What is needed => Please reproduce verbatim the lines below, from the first through the one with "strings, files or".

Dataset entries

>>>

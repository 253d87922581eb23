//! Module registry for loading and resolving module graphs.
//!
//! `RegistryBuilder` collects module descriptions and lookup tables from JSON
//! strings, files or whole directories. `build` resolves cross-module
//! references and produces the immutable `ModuleRegistry` that every worker
//! borrows during a run.

use std::collections::{BTreeMap, BTreeSet};
use std::path::Path;

use crate::core::error::LoadError;
use crate::modules::graph::Module;
use crate::modules::loader::{load_module_file, parse_module};
use crate::rules::lookup::{LookupTable, LookupTables};

/// Directory name whose JSON files are lookup tables rather than modules
pub const LOOKUP_TABLE_DIR: &str = "lookup_tables";

#[derive(Debug, Default)]
pub struct RegistryBuilder {
    modules: BTreeMap<String, Module>,
    tables: LookupTables,
    rejected: Vec<LoadError>,
}

impl RegistryBuilder {
    pub fn new() -> Self {
        Self::default()
    }

    /// Register an already-built module
    pub fn add_module(&mut self, module: Module) -> Result<&mut Self, LoadError> {
        if self.modules.contains_key(&module.name) {
            return Err(LoadError::DuplicateModule {
                module: module.name,
            });
        }
        tracing::debug!("Registered module '{}' ({} states)", module.name, module.len());
        self.modules.insert(module.name.clone(), module);
        Ok(self)
    }

    /// Parse, validate and register a module description
    pub fn add_module_json(&mut self, json: &str) -> Result<&mut Self, LoadError> {
        let module = parse_module(json)?;
        self.add_module(module)
    }

    pub fn add_module_file(&mut self, path: &Path) -> Result<&mut Self, LoadError> {
        let module = load_module_file(path)?;
        self.add_module(module)
    }

    pub fn add_table(&mut self, table: LookupTable) -> Result<&mut Self, LoadError> {
        table.validate()?;
        tracing::debug!("Registered lookup table '{}' ({} rows)", table.name, table.rows.len());
        self.tables.insert(table)?;
        Ok(self)
    }

    pub fn add_table_json(&mut self, json: &str) -> Result<&mut Self, LoadError> {
        let table = LookupTable::from_json(json)?;
        self.add_table(table)
    }

    /// Load all .json files from a directory recursively
    ///
    /// Files below a `lookup_tables` directory are lookup tables; everything
    /// else is a module description. A file that fails to load is recorded as
    /// rejected and skipped; only I/O errors on the directory itself abort.
    /// Returns the number of files loaded.
    pub fn load_directory(&mut self, path: &Path) -> Result<usize, LoadError> {
        let mut loaded = 0;
        self.load_directory_recursive(path, false, &mut loaded)?;
        tracing::debug!("Loaded {} files from {}", loaded, path.display());
        Ok(loaded)
    }

    fn load_directory_recursive(
        &mut self,
        path: &Path,
        tables: bool,
        loaded: &mut usize,
    ) -> Result<(), LoadError> {
        // Sorted so rejection order and duplicate resolution do not depend on the filesystem
        let mut entries = Vec::new();
        for entry in std::fs::read_dir(path)? {
            entries.push(entry?.path());
        }
        entries.sort();

        for entry_path in entries {
            if entry_path.is_dir() {
                let is_tables = tables
                    || entry_path
                        .file_name()
                        .map_or(false, |name| name == LOOKUP_TABLE_DIR);
                self.load_directory_recursive(&entry_path, is_tables, loaded)?;
            } else if entry_path.extension().map_or(false, |ext| ext == "json") {
                let result = if tables {
                    std::fs::read_to_string(&entry_path)
                        .map_err(LoadError::from)
                        .and_then(|json| self.add_table_json(&json).map(|_| ()))
                } else {
                    self.add_module_file(&entry_path).map(|_| ())
                };
                match result {
                    Ok(()) => *loaded += 1,
                    Err(e) => {
                        tracing::error!("Rejected {}: {}", entry_path.display(), e);
                        self.rejected.push(e);
                    }
                }
            }
        }
        Ok(())
    }

    /// Resolve cross-module references and freeze the registry
    ///
    /// Modules on a submodule cycle, or referencing an unknown submodule or
    /// lookup table, are rejected. Rejection cascades: a module calling a
    /// rejected submodule is rejected too.
    pub fn build(self) -> ModuleRegistry {
        let RegistryBuilder {
            mut modules,
            tables,
            mut rejected,
        } = self;

        for cycle in find_cycles(&modules) {
            tracing::error!("Rejected submodule cycle: {}", cycle.join(" -> "));
            for name in &cycle {
                modules.remove(name);
            }
            rejected.push(LoadError::CyclicSubmodule { cycle });
        }

        loop {
            let mut failures = Vec::new();
            for module in modules.values() {
                if let Some(error) = unresolved_reference(module, &modules, &tables) {
                    failures.push(error);
                }
            }
            if failures.is_empty() {
                break;
            }
            for error in failures {
                tracing::error!("Rejected module: {}", error);
                if let Some(name) = error.module() {
                    modules.remove(name);
                }
                rejected.push(error);
            }
        }

        tracing::debug!(
            "Module registry built: {} modules, {} lookup tables, {} rejected",
            modules.len(),
            tables.len(),
            rejected.len()
        );

        ModuleRegistry {
            modules,
            tables,
            rejected,
        }
    }
}

/// First reference of `module` that does not resolve
fn unresolved_reference(
    module: &Module,
    modules: &BTreeMap<String, Module>,
    tables: &LookupTables,
) -> Option<LoadError> {
    for (state, submodule) in module.submodule_calls() {
        if !modules.contains_key(submodule) {
            return Some(LoadError::UnknownSubmodule {
                module: module.name.clone(),
                state: state.to_string(),
                submodule: submodule.to_string(),
            });
        }
    }
    for (state, lookup) in module.lookup_tables() {
        let Some(table) = tables.get(&lookup.table) else {
            return Some(LoadError::UnknownLookupTable {
                module: module.name.clone(),
                state: state.to_string(),
                table: lookup.table.clone(),
            });
        };
        if table.columns.len() != lookup.attributes.len() {
            return Some(LoadError::LookupKeyMismatch {
                module: module.name.clone(),
                state: state.to_string(),
                table: lookup.table.clone(),
                attributes: lookup.attributes.len(),
                columns: table.columns.len(),
            });
        }
    }
    None
}

/// Every submodule call cycle, each listed from its first module back to itself
fn find_cycles(modules: &BTreeMap<String, Module>) -> Vec<Vec<String>> {
    let mut done: BTreeSet<&str> = BTreeSet::new();
    let mut cycles = Vec::new();

    for start in modules.keys() {
        let mut path: Vec<&str> = Vec::new();
        visit(start, modules, &mut path, &mut done, &mut cycles);
    }
    cycles
}

fn visit<'a>(
    name: &'a str,
    modules: &'a BTreeMap<String, Module>,
    path: &mut Vec<&'a str>,
    done: &mut BTreeSet<&'a str>,
    cycles: &mut Vec<Vec<String>>,
) {
    if done.contains(name) {
        return;
    }
    if let Some(pos) = path.iter().position(|n| *n == name) {
        let mut cycle: Vec<String> = path[pos..].iter().map(|n| n.to_string()).collect();
        cycle.push(name.to_string());
        if !cycles.contains(&cycle) {
            cycles.push(cycle);
        }
        return;
    }
    let Some(module) = modules.get(name) else {
        return;
    };

    path.push(name);
    let mut callees: Vec<&str> = module.submodule_calls().into_iter().map(|(_, s)| s).collect();
    callees.sort_unstable();
    callees.dedup();
    for callee in callees {
        visit(callee, modules, path, done, cycles);
    }
    path.pop();
    done.insert(name);
}

/// Immutable set of validated modules plus their lookup tables
#[derive(Debug, Default)]
pub struct ModuleRegistry {
    modules: BTreeMap<String, Module>,
    tables: LookupTables,
    rejected: Vec<LoadError>,
}

impl ModuleRegistry {
    pub fn builder() -> RegistryBuilder {
        RegistryBuilder::new()
    }

    pub fn module(&self, name: &str) -> Option<&Module> {
        self.modules.get(name)
    }

    /// Modules attached to every person, in name order
    pub fn top_level(&self) -> impl Iterator<Item = &Module> + '_ {
        self.modules.values().filter(|m| !m.submodule)
    }

    /// All module names, in name order
    pub fn names(&self) -> impl Iterator<Item = &str> + '_ {
        self.modules.keys().map(String::as_str)
    }

    pub fn tables(&self) -> &LookupTables {
        &self.tables
    }

    /// Everything that failed to load or resolve
    pub fn rejected(&self) -> &[LoadError] {
        &self.rejected
    }

    pub fn len(&self) -> usize {
        self.modules.len()
    }

    pub fn is_empty(&self) -> bool {
        self.modules.is_empty()
    }
}
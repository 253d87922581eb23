//! Transitions and the resolver that picks a state's successor
//!
//! Resolution consumes exactly one random draw when the chosen rule is
//! probabilistic and none otherwise, so replaying a person with the same seed
//! walks the same path.

use serde::Serialize;

use crate::core::error::EngineError;
use crate::core::rng::EntityRng;
use crate::core::types::Timestamp;
use crate::entity::person::Person;
use crate::rules::condition::Condition;
use crate::rules::lookup::LookupTables;

/// Allowed distance of a weighted list's sum from 1.0
pub const WEIGHT_TOLERANCE: f64 = 1e-4;

#[derive(Debug, Clone, PartialEq, Serialize)]
pub struct Weighted {
    pub target: String,
    pub weight: f64,
}

impl Weighted {
    pub fn new(target: &str, weight: f64) -> Self {
        Self {
            target: target.to_string(),
            weight,
        }
    }
}

pub fn weight_sum(weights: &[Weighted]) -> f64 {
    weights.iter().map(|w| w.weight).sum()
}

pub fn weights_sum_to_one(weights: &[Weighted]) -> bool {
    (weight_sum(weights) - 1.0).abs() <= WEIGHT_TOLERANCE
}

/// Pick from a weighted list with one uniform draw
///
/// The first target whose cumulative weight exceeds the draw wins; rounding
/// slack at the top end goes to the last target.
pub fn pick_weighted<'a>(weights: &'a [Weighted], rng: &mut EntityRng) -> Option<&'a str> {
    let u = rng.uniform();
    let mut cumulative = 0.0;
    for w in weights {
        cumulative += w.weight;
        if u < cumulative {
            return Some(w.target.as_str());
        }
    }
    weights.last().map(|w| w.target.as_str())
}

/// Where a selected clause leads
#[derive(Debug, Clone, PartialEq, Serialize)]
pub enum Outcome {
    Target(String),
    Weighted(Vec<Weighted>),
}

impl Outcome {
    fn pick<'a>(&'a self, rng: &mut EntityRng) -> Option<&'a str> {
        match self {
            Outcome::Target(target) => Some(target.as_str()),
            Outcome::Weighted(weights) => pick_weighted(weights, rng),
        }
    }

    fn targets(&self) -> Vec<&str> {
        match self {
            Outcome::Target(target) => vec![target.as_str()],
            Outcome::Weighted(weights) => weights.iter().map(|w| w.target.as_str()).collect(),
        }
    }
}

#[derive(Debug, Clone, PartialEq, Serialize)]
pub struct Clause {
    /// `Condition::always()` for the default clause
    pub condition: Condition,
    pub outcome: Outcome,
}

#[derive(Debug, Clone, PartialEq, Serialize)]
pub struct LookupTransition {
    pub table: String,
    /// Attributes forming the lookup key, in column order
    pub attributes: Vec<String>,
    /// Used when no row matches
    pub default_probability: f64,
    /// Taken when the draw falls below the probability
    pub positive: String,
    pub alternate: String,
}

#[derive(Debug, Clone, PartialEq, Serialize)]
pub enum Transition {
    Direct(String),
    Distributed(Vec<Weighted>),
    /// Clauses with leaf conditions only
    Conditional(Vec<Clause>),
    /// Clauses whose conditions may be compound trees
    Complex(Vec<Clause>),
    LookupTable(LookupTransition),
}

impl Transition {
    /// Every state name this transition can lead to
    pub fn targets(&self) -> Vec<&str> {
        match self {
            Transition::Direct(target) => vec![target.as_str()],
            Transition::Distributed(weights) => weights.iter().map(|w| w.target.as_str()).collect(),
            Transition::Conditional(clauses) | Transition::Complex(clauses) => {
                clauses.iter().flat_map(|c| c.outcome.targets()).collect()
            }
            Transition::LookupTable(lookup) => {
                vec![lookup.positive.as_str(), lookup.alternate.as_str()]
            }
        }
    }

    /// Choose the next state
    ///
    /// `Ok(None)` means no clause of a conditional list held.
    pub fn resolve(
        &self,
        person: &mut Person,
        time: Timestamp,
        tables: &LookupTables,
    ) -> Result<Option<&str>, EngineError> {
        match self {
            Transition::Direct(target) => Ok(Some(target.as_str())),
            Transition::Distributed(weights) => Ok(pick_weighted(weights, &mut person.rng)),
            Transition::Conditional(clauses) | Transition::Complex(clauses) => {
                let selected = clauses
                    .iter()
                    .find(|clause| clause.condition.evaluate(person, time));
                Ok(selected.and_then(|clause| clause.outcome.pick(&mut person.rng)))
            }
            Transition::LookupTable(lookup) => {
                if !tables.contains(&lookup.table) {
                    return Err(EngineError::UnknownLookupTable(lookup.table.clone()));
                }
                let key: Vec<_> = lookup
                    .attributes
                    .iter()
                    .map(|name| person.lookup_key(name, time))
                    .collect();
                let probability = tables
                    .probability(&lookup.table, &key)
                    .unwrap_or(lookup.default_probability);

                if person.rng.uniform() < probability {
                    Ok(Some(lookup.positive.as_str()))
                } else {
                    Ok(Some(lookup.alternate.as_str()))
                }
            }
        }
    }
}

<<<

Response box =>
repository 253d87922581eb23
//! Module registry for loading and resolving module graphs.
//!
//! `RegistryBuilder` collects module descriptions and lookup tables from JSON
//! strings, files or whole directories. `build` resolves cross-module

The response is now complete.